Regarding your question about recording information on maximum radiation exposure near testing sites, I'm not sure. It would be interesting to see if there are any studies or data on this. Perhaps someone with more knowledge in this area can provide more insight.

Overall, I think this video brings up important discussions about the effects of nuclear weapons and power plants on our environment and health. Thanks again for sharing.
 

Related to Background Radiation: Effects of Nuclear Weapons Testing

1. What is background radiation?

Background radiation refers to the low levels of radiation that are constantly present in our environment, including in the air we breathe, the food we eat, and the objects around us. This radiation comes from natural sources such as the sun, rocks, and soil, as well as from man-made sources such as nuclear power plants and nuclear weapons testing.
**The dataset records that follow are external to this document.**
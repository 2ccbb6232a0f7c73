//! Analysis orchestration: validate, analyze the graph, score, rank.
//!
//! Both entry points are pure functions of their inputs; nothing is
//! cached or shared between calls, so concurrent calls need no
//! locking. Wall-clock time enters only through the reference date,
//! which the `_at` variants accept explicitly for deterministic tests.

use chrono::{Local, NaiveDate};
use tracing::{debug, info};

use crate::analysis::graph::DependencyGraph;
use crate::analysis::scoring::{PriorityScorer, SortingStrategy};
use crate::analysis::types::{
    AnalysisResult, RawTask, ScoredTask, Suggestion, SuggestionResult, ValidationIssue,
};
use crate::analysis::validate::TaskValidator;

/// Analyze a task batch with today as the urgency reference date.
pub fn analyze_tasks(tasks: &[RawTask], strategy: &str) -> AnalysisResult {
    analyze_tasks_at(tasks, strategy, Local::now().date_naive())
}

/// Analyze a task batch relative to an explicit reference date.
///
/// Never fails: malformed fields are repaired and reported as
/// `validation_errors`, unknown strategy names fall back to
/// `smart_balance`, and cycles are reported as data rather than
/// aborting the batch.
pub fn analyze_tasks_at(tasks: &[RawTask], strategy: &str, today: NaiveDate) -> AnalysisResult {
    let strategy = SortingStrategy::resolve(strategy);
    let scorer = PriorityScorer::new(strategy);

    debug!(
        "analyzing {} task(s) with strategy {}",
        tasks.len(),
        strategy.name()
    );

    let mut sanitized = Vec::with_capacity(tasks.len());
    let mut validation_errors = Vec::new();
    for (index, raw) in tasks.iter().enumerate() {
        let validation = TaskValidator::validate(raw, index);
        if !validation.is_valid {
            validation_errors.push(ValidationIssue {
                task_index: index,
                task_title: validation.task.title.clone(),
                errors: validation.errors,
            });
        }
        sanitized.push(validation.task);
    }

    // One graph for the whole batch: cycle detection and every
    // blocking-count query reuse the same adjacency maps.
    let graph = DependencyGraph::build(&sanitized);
    let circular_dependencies = graph.detect_cycles();

    let mut scored: Vec<ScoredTask> = sanitized
        .into_iter()
        .map(|task| {
            let breakdown = scorer.score_task(&task, &graph, today);
            ScoredTask {
                id: task.id,
                title: task.title,
                due_date: task.due_date,
                estimated_hours: task.estimated_hours,
                importance: task.importance,
                dependencies: task.dependencies,
                original_index: task.original_index,
                priority_score: breakdown.priority_score,
                component_scores: breakdown.component_scores,
                explanations: breakdown.explanations,
                weights_used: breakdown.weights_used,
                rank: 0,
            }
        })
        .collect();

    // Stable sort: equal scores keep input order, which is the only
    // tie-break and must stay deterministic.
    scored.sort_by(|a, b| {
        b.priority_score
            .partial_cmp(&a.priority_score)
            .unwrap_or(std::cmp::Ordering::Equal)
    });
    for (position, task) in scored.iter_mut().enumerate() {
        task.rank = position + 1;
    }

    let total_tasks = scored.len();
    info!(
        "analysis complete: {} task(s), {} cycle(s), {} with validation issues",
        total_tasks,
        circular_dependencies.len(),
        validation_errors.len()
    );

    AnalysisResult {
        tasks: scored,
        circular_dependencies,
        validation_errors,
        strategy_used: strategy.name().to_string(),
        total_tasks,
    }
}

/// Suggest the top `count` tasks with today as the reference date.
pub fn suggest_tasks(tasks: &[RawTask], count: usize, strategy: &str) -> SuggestionResult {
    suggest_tasks_at(tasks, count, strategy, Local::now().date_naive())
}

/// Suggest the top `count` tasks relative to an explicit reference
/// date. `count` is not bounds-checked: asking for more than the batch
/// holds returns the whole ranking.
pub fn suggest_tasks_at(
    tasks: &[RawTask],
    count: usize,
    strategy: &str,
    today: NaiveDate,
) -> SuggestionResult {
    let analysis = analyze_tasks_at(tasks, strategy, today);

    let suggestions: Vec<Suggestion> = analysis
        .tasks
        .iter()
        .take(count)
        .enumerate()
        .map(|(position, task)| {
            let rank = position + 1;
            Suggestion {
                rank,
                task: task.to_suggested(),
                priority_score: task.priority_score,
                recommendation: format!("#{rank} Priority: {}", task.title),
                reasons: build_reasons(task),
                component_scores: task.component_scores,
            }
        })
        .collect();

    // The warning covers the full batch, not just the suggested subset.
    let warning = if analysis.circular_dependencies.is_empty() {
        None
    } else {
        Some(format!(
            "Warning: {} circular dependency chain(s) detected",
            analysis.circular_dependencies.len()
        ))
    };

    let message = format!(
        "Here are your top {} tasks to focus on today:",
        suggestions.len()
    );

    SuggestionResult {
        suggestions,
        strategy_used: analysis.strategy_used,
        total_tasks_analyzed: analysis.total_tasks,
        warning,
        message,
    }
}

/// Re-check the component thresholds as separate bullet reasons, each
/// with a severity marker. Falls back to the summary text so the list
/// is never empty.
fn build_reasons(task: &ScoredTask) -> Vec<String> {
    let scores = &task.component_scores;
    let texts = &task.explanations;
    let mut reasons = Vec::new();

    if scores.urgency >= 75.0 {
        reasons.push(format!("[critical] {}", texts.urgency));
    } else if scores.urgency >= 50.0 {
        reasons.push(format!("[moderate] {}", texts.urgency));
    }
    if scores.importance >= 70.0 {
        reasons.push(format!("[important] {}", texts.importance));
    }
    if scores.effort >= 70.0 {
        reasons.push(format!("[quick win] {}", texts.effort));
    }
    // Looser than the summary's 40: even one dependent is worth
    // calling out in a recommendation.
    if scores.dependency >= 20.0 {
        reasons.push(format!("[unblocks] {}", texts.dependency));
    }

    if reasons.is_empty() {
        reasons.push(texts.summary.clone());
    }
    reasons
}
2. How does nuclear weapons testing contribute to background radiation?

Nuclear weapons testing involves the detonation of nuclear bombs, which release large amounts of radioactive materials into the environment. These radioactive materials can then travel through the air and contaminate the soil, water, and food sources, increasing the levels of background radiation in the affected areas.

3. What are the potential health effects of exposure to background radiation from nuclear weapons testing?

Exposure to high levels of background radiation, such as those resulting from nuclear weapons testing, can increase the risk of developing certain types of cancer, including leukemia, thyroid cancer, and lung cancer. It can also damage cells and tissues, leading to genetic mutations and birth defects in future generations.

4. How do scientists measure background radiation levels?

Scientists use a unit called a sievert (Sv) to measure the amount of radiation that a person is exposed to. This unit takes into account the type of radiation, the energy of the radiation, and the sensitivity of different parts of the body to radiation. Geiger counters and other specialized instruments can also be used to measure radiation levels in a particular area.

5. What steps are being taken to minimize the effects of background radiation from nuclear weapons testing?

The Comprehensive Nuclear-Test-Ban Treaty (CTBT), which was adopted by the United Nations General Assembly in 1996, aims to ban all nuclear weapons testing and reduce the levels of background radiation in the environment. In addition, governments and international organizations have implemented measures to monitor and regulate nuclear weapons testing and to clean up contaminated areas to reduce the risk of exposure to background radiation.